As the world wonders how it can feed itself with the growing appetite of the new rich and the increasing population in the underdeveloped world, some nations have turned to GMO for answers. GMO promises higher yield compared to conventional crops and better resistance against bacteria and pests. But it also destroys the livelihoods of smallholder farmers who can’t afford the more expensive seeds and the chemicals it requires. Modern Farmer, which content proves more constructive than its cover gives credit for, features success stories of farmers who returned to conventional seeds after their failed venture with GMO, which benefits waned after a few years of harvests.
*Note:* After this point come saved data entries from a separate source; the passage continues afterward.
//! Domain DTOs for the Easypanel API.
//!
//! # Design
//! Response records mirror the control plane's resource shapes and carry no
//! behavior. Every struct is `#[serde(default)]`: a field missing from the
//! payload (or sent as null) becomes its zero value instead of failing the
//! decode. Fields whose meaning the API does not document stay opaque
//! `serde_json::Value`s.
//!
//! Request-side option structs live in `request` and know how to turn
//! themselves into sparse field groups.

mod commit;
mod project;
mod request;
mod service;
mod stats;
mod timestamp;
mod user;

pub use commit::{Commit, CommitDetails, CommitParent, CommitTree, CommitVerification, GitActor};
pub use project::{Project, ProjectsPayload};
pub use request::{
    BasicAuth, CreateBuild, CreateServiceOptions, CreateSource, DeployOptions, DeployServiceOptions,
    Maintenance, NewUser, ResourceLimits,
};
pub use service::{Service, ServiceBuild, ServiceDeploy, ServiceSource, ServicesPayload};
pub use stats::{CpuInfo, DiskInfo, MemInfo, NetworkInfo, SystemStats};
pub use user::User;
use serde::{Deserialize, Serialize};

/// Host telemetry from `monitor.getSystemStats`.
///
/// `SystemStats::default()` is the all-zero record returned when the
/// server sends no payload.
#[derive(Debug, Clone, Default, PartialEq, Serialize, Deserialize)]
#[serde(default, rename_all = "camelCase")]
pub struct SystemStats {
    /// Seconds since boot.
    pub uptime: f64,
    pub mem_info: MemInfo,
    pub disk_info: DiskInfo,
    pub cpu_info: CpuInfo,
    pub network: NetworkInfo,
}

#[derive(Debug, Clone, Default, PartialEq, Serialize, Deserialize)]
#[serde(default, rename_all = "camelCase")]
pub struct MemInfo {
    pub total_mem_mb: f64,
    pub used_mem_mb: f64,
    pub free_mem_mb: f64,
    pub used_mem_percentage: f64,
    pub free_mem_percentage: f64,
}

/// Disk usage. The API reports these as preformatted strings.
#[derive(Debug, Clone, PartialEq, Eq, Serialize, Deserialize)]
#[serde(default, rename_all = "camelCase")]
pub struct DiskInfo {
    pub total_gb: String,
    pub used_gb: String,
    pub free_gb: String,
    pub used_percentage: String,
    pub free_percentage: String,
}

impl Default for DiskInfo {
    fn default() -> Self {
        let zero = || "0".to_string();
        Self {
            total_gb: zero(),
            used_gb: zero(),
            free_gb: zero(),
            used_percentage: zero(),
            free_percentage: zero(),
        }
    }
}

#[derive(Debug, Clone, Default, PartialEq, Serialize, Deserialize)]
#[serde(default, rename_all = "camelCase")]
pub struct CpuInfo {
    pub used_percentage: f64,
    pub count: u32,
    /// 1, 5 and 15 minute load averages.
    #[serde(rename = "loadavg")]
    pub load_avg: Vec<f64>,
}

#[derive(Debug, Clone, Default, PartialEq, Serialize, Deserialize)]
#[serde(default, rename_all = "camelCase")]
pub struct NetworkInfo {
    pub input_mb: f64,
    pub output_mb: f64,
}

#[cfg(test)]
mod tests {
    use super::*;

    #[test]
    fn default_is_all_zero() {
        let stats = SystemStats::default();
        assert_eq!(stats.uptime, 0.0);
        assert_eq!(stats.mem_info.total_mem_mb, 0.0);
        assert_eq!(stats.disk_info.total_gb, "0");
        assert_eq!(stats.disk_info.free_percentage, "0");
        assert_eq!(stats.cpu_info.count, 0);
        assert!(stats.cpu_info.load_avg.is_empty());
        assert_eq!(stats.network.output_mb, 0.0);
    }

    #[test]
    fn integer_numbers_decode_into_floats() {
        let stats: SystemStats = serde_json::from_str(
            r#"{"uptime":12,"memInfo":{"totalMemMb":2048},"cpuInfo":{"count":4,"loadavg":[0.5,1,2]}}"#,
        )
        .unwrap();
        assert_eq!(stats.uptime, 12.0);
        assert_eq!(stats.mem_info.total_mem_mb, 2048.0);
        assert_eq!(stats.cpu_info.load_avg, vec![0.5, 1.0, 2.0]);
        assert_eq!(stats.disk_info, DiskInfo::default());
    }
}
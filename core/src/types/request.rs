//! Caller-side options for mutations.
//!
//! Every field is optional and defaults to "not supplied"; only fields the
//! caller sets end up in the request body (see `crate::payload`). Nested
//! groups (`source`, `build`, `deploy`, `resources`, `maintenance`) are sent
//! whole once any of their members is set.

use serde::{Deserialize, Serialize};
use serde_json::Value;

use crate::error::ApiError;
use crate::payload::{FieldGroup, SparseFields};

/// Optional settings for `services.app.createService`.
#[derive(Debug, Clone, Default, PartialEq, Serialize, Deserialize)]
#[serde(default, rename_all = "camelCase")]
pub struct CreateServiceOptions {
    pub source: CreateSource,
    pub build: CreateBuild,
    /// Dotenv-formatted environment, one `KEY=value` per line.
    pub env: Option<String>,
    pub basic_auth: Vec<BasicAuth>,
    pub deploy: DeployOptions,
    pub domains: Vec<Value>,
    pub mounts: Vec<Value>,
    pub ports: Vec<Value>,
    pub resources: ResourceLimits,
    pub maintenance: Maintenance,
}

impl CreateServiceOptions {
    pub(crate) fn to_fields(
        &self,
        project_name: &str,
        service_name: &str,
    ) -> Result<SparseFields, ApiError> {
        SparseFields::builder()
            .required("projectName", project_name)
            .required("serviceName", service_name)
            .group("source", self.source.to_group())
            .group("build", self.build.to_group())
            .optional("env", &self.env)
            .optional("basicAuth", &self.basic_auth)
            .group("deploy", self.deploy.to_group())
            .optional("domains", &self.domains)
            .optional("mounts", &self.mounts)
            .optional("ports", &self.ports)
            .group("resources", self.resources.to_group())
            .group("maintenance", self.maintenance.to_group())
            .build()
    }
}

/// Where the service image or code comes from.
#[derive(Debug, Clone, Default, PartialEq, Eq, Serialize, Deserialize)]
#[serde(default)]
pub struct CreateSource {
    #[serde(rename = "type")]
    pub source_type: Option<String>,
    pub image: Option<String>,
    pub username: Option<String>,
    pub password: Option<String>,
}

impl CreateSource {
    fn to_group(&self) -> FieldGroup {
        FieldGroup::new()
            .member("type", &self.source_type)
            .member("image", &self.image)
            .member("username", &self.username)
            .member("password", &self.password)
    }
}

#[derive(Debug, Clone, Default, PartialEq, Eq, Serialize, Deserialize)]
#[serde(default)]
pub struct CreateBuild {
    #[serde(rename = "type")]
    pub build_type: Option<String>,
    pub file: Option<String>,
}

impl CreateBuild {
    fn to_group(&self) -> FieldGroup {
        FieldGroup::new()
            .member("type", &self.build_type)
            .member("file", &self.file)
    }
}

/// HTTP basic auth credentials placed in front of the service.
#[derive(Debug, Clone, Default, PartialEq, Eq, Serialize, Deserialize)]
#[serde(default)]
pub struct BasicAuth {
    pub username: String,
    pub password: String,
}

#[derive(Debug, Clone, Default, PartialEq, Eq, Serialize, Deserialize)]
#[serde(default, rename_all = "camelCase")]
pub struct DeployOptions {
    pub replicas: Option<u32>,
    pub command: Option<String>,
    pub zero_downtime: Option<bool>,
}

impl DeployOptions {
    fn to_group(&self) -> FieldGroup {
        FieldGroup::new()
            .member("replicas", &self.replicas)
            .member("command", &self.command)
            .member("zeroDowntime", &self.zero_downtime)
    }
}

/// Memory in megabytes, CPU in cores.
#[derive(Debug, Clone, Default, PartialEq, Eq, Serialize, Deserialize)]
#[serde(default, rename_all = "camelCase")]
pub struct ResourceLimits {
    pub memory_reservation: Option<u64>,
    pub memory_limit: Option<u64>,
    pub cpu_reservation: Option<u64>,
    pub cpu_limit: Option<u64>,
}

impl ResourceLimits {
    fn to_group(&self) -> FieldGroup {
        FieldGroup::new()
            .member("memoryReservation", &self.memory_reservation)
            .member("memoryLimit", &self.memory_limit)
            .member("cpuReservation", &self.cpu_reservation)
            .member("cpuLimit", &self.cpu_limit)
    }
}

/// Maintenance page shown instead of the service.
#[derive(Debug, Clone, Default, PartialEq, Eq, Serialize, Deserialize)]
#[serde(default, rename_all = "camelCase")]
pub struct Maintenance {
    pub enabled: Option<bool>,
    pub title: Option<String>,
    pub subtitle: Option<String>,
    pub custom_logo: Option<String>,
    pub custom_css: Option<String>,
    pub hide_logo: Option<bool>,
    pub hide_links: Option<bool>,
}

impl Maintenance {
    fn to_group(&self) -> FieldGroup {
        FieldGroup::new()
            .member("enabled", &self.enabled)
            .member("title", &self.title)
            .member("subtitle", &self.subtitle)
            .member("customLogo", &self.custom_logo)
            .member("customCss", &self.custom_css)
            .member("hideLogo", &self.hide_logo)
            .member("hideLinks", &self.hide_links)
    }
}

/// Options for the deploy procedures.
#[derive(Debug, Clone, Default, PartialEq, Eq, Serialize, Deserialize)]
#[serde(default, rename_all = "camelCase")]
pub struct DeployServiceOptions {
    /// Rebuild the image even if nothing changed.
    pub force_rebuild: Option<bool>,
}

impl DeployServiceOptions {
    pub(crate) fn to_fields(
        &self,
        project_name: &str,
        service_name: &str,
    ) -> Result<SparseFields, ApiError> {
        SparseFields::builder()
            .required("projectName", project_name)
            .required("serviceName", service_name)
            .optional("forceRebuild", &self.force_rebuild)
            .build()
    }
}

/// Input for `users.createUser`. All three fields are always sent.
#[derive(Debug, Clone, Default, PartialEq, Eq, Serialize, Deserialize)]
#[serde(default)]
pub struct NewUser {
    pub email: String,
    pub password: String,
    pub admin: bool,
}

impl NewUser {
    pub fn new(email: impl Into<String>, password: impl Into<String>) -> Self {
        Self {
            email: email.into(),
            password: password.into(),
            admin: false,
        }
    }

    pub fn admin(mut self, admin: bool) -> Self {
        self.admin = admin;
        self
    }

    pub(crate) fn to_fields(&self) -> Result<SparseFields, ApiError> {
        SparseFields::builder()
            .required("email", &self.email)
            .required("password", &self.password)
            .required("admin", &self.admin)
            .build()
    }
}

#[cfg(test)]
mod tests {
    use super::*;
    use serde_json::json;

    fn body(fields: SparseFields) -> String {
        serde_json::to_string(&fields).unwrap()
    }

    #[test]
    fn default_create_options_send_only_names() {
        let fields = CreateServiceOptions::default().to_fields("p", "s").unwrap();
        assert_eq!(body(fields), r#"{"projectName":"p","serviceName":"s"}"#);
    }

    #[test]
    fn create_options_follow_declared_order() {
        let options = CreateServiceOptions {
            maintenance: Maintenance {
                title: Some("Back soon".into()),
                ..Default::default()
            },
            env: Some("PORT=80".into()),
            source: CreateSource {
                source_type: Some("image".into()),
                image: Some("nginx:latest".into()),
                ..Default::default()
            },
            ports: vec![json!({"published": 8080, "target": 80})],
            ..Default::default()
        };
        let fields = options.to_fields("p", "s").unwrap();
        let names: Vec<&str> = fields.names().collect();
        assert_eq!(names, ["projectName", "serviceName", "source", "env", "ports", "maintenance"]);
        assert_eq!(
            fields.get("source"),
            Some(&json!({"type": "image", "image": "nginx:latest", "username": "", "password": ""}))
        );
        assert_eq!(
            fields.get("maintenance"),
            Some(&json!({
                "enabled": false,
                "title": "Back soon",
                "subtitle": "",
                "customLogo": "",
                "customCss": "",
                "hideLogo": false,
                "hideLinks": false
            }))
        );
    }

    #[test]
    fn resource_group_is_complete_once_touched() {
        let options = CreateServiceOptions {
            resources: ResourceLimits {
                cpu_limit: Some(2),
                ..Default::default()
            },
            ..Default::default()
        };
        let fields = options.to_fields("p", "s").unwrap();
        assert_eq!(
            fields.get("resources"),
            Some(&json!({
                "memoryReservation": 0,
                "memoryLimit": 0,
                "cpuReservation": 0,
                "cpuLimit": 2
            }))
        );
        assert!(!fields.contains("deploy"));
        assert!(!fields.contains("build"));
    }

    #[test]
    fn force_rebuild_only_when_requested() {
        let plain = DeployServiceOptions::default().to_fields("p", "s").unwrap();
        assert_eq!(body(plain), r#"{"projectName":"p","serviceName":"s"}"#);
        let forced = DeployServiceOptions {
            force_rebuild: Some(true),
        }
        .to_fields("p", "s")
        .unwrap();
        assert_eq!(body(forced), r#"{"projectName":"p","serviceName":"s","forceRebuild":true}"#);
    }

    #[test]
    fn new_user_always_sends_admin_flag() {
        let fields = NewUser::new("a@b.c", "hunter22").to_fields().unwrap();
        assert_eq!(body(fields), r#"{"email":"a@b.c","password":"hunter22","admin":false}"#);
    }

    #[test]
    fn options_deserialize_from_camel_case() {
        let options: CreateServiceOptions = serde_json::from_str(
            r#"{"env":"A=1","resources":{"memoryLimit":256},"basicAuth":[{"username":"u","password":"p"}]}"#,
        )
        .unwrap();
        assert_eq!(options.env.as_deref(), Some("A=1"));
        assert_eq!(options.resources.memory_limit, Some(256));
        assert_eq!(options.basic_auth.len(), 1);
    }
}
Their move is encouraged by the growing demand for non-GMO products and supermarkets like Whole Foods that recently decided to label all its foods containing genetically modified ingredients by 2018.
This magazine also discusses other thought provoking agro issues such the possibility and dangers of agro-terrorism, as well as the over-reliance on refrigeration in the food supply chain (a case proven by the wrath of Hurricane Katrina and Sandy). Most of these contents are not highlighted on its cover, although they should. The short (500-1000 word) pieces combined mass media headline news (terrorism, Hurricane Sandy etc) and the less familiar farm issues, which could interest the lay to inform themselves with these obscure but pertinent problems. That is to say, serious readers who are expecting in-depth discussion—in the case of the GMO piece, the downside of conventional seeds and how they were resolved by the farmers who returned to them—will be disappointed. Some of the articles even leave one to wonder what the stakeholders have to say.
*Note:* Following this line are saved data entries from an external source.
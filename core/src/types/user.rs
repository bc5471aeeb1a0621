use chrono::{DateTime, Utc};
use serde::{Deserialize, Serialize};

use super::timestamp;

/// A control-plane user as returned by `auth.getUser`.
#[derive(Debug, Clone, Default, PartialEq, Eq, Serialize, Deserialize)]
#[serde(default, rename_all = "camelCase")]
pub struct User {
    pub id: String,
    #[serde(deserialize_with = "timestamp::lenient")]
    pub created_at: Option<DateTime<Utc>>,
    pub email: String,
    pub admin: bool,
    /// Only present on some deployments; normally empty.
    pub password: Option<String>,
    pub api_token: String,
}
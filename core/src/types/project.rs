use chrono::{DateTime, Utc};
use serde::{Deserialize, Serialize};

use super::timestamp;

/// A project: the namespace services live in.
#[derive(Debug, Clone, Default, PartialEq, Eq, Serialize, Deserialize)]
#[serde(default, rename_all = "camelCase")]
pub struct Project {
    pub name: String,
    #[serde(deserialize_with = "timestamp::lenient")]
    pub created_at: Option<DateTime<Utc>>,
}

/// The `projects` half of `projects.listProjectsAndServices`.
#[derive(Debug, Clone, Default, PartialEq, Eq, Serialize, Deserialize)]
#[serde(default)]
pub struct ProjectsPayload {
    pub projects: Vec<Project>,
}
Then of course the magazine successfully “hipsterizes” the farming job, as its cover promises it will do. There’s a section on cool machineries (one that picks out bad grapes from the good ones), a feature on an opulent residency on a barn, and a rather informative piece on the best types of sheeps for wool, meat or milk targeted at the clueless amateur farmers. But a $1,326 Bernhard Willhelm silk dress in the fashion section could set an unrealisitically high expectation among aspiring farmers on the returns of farming.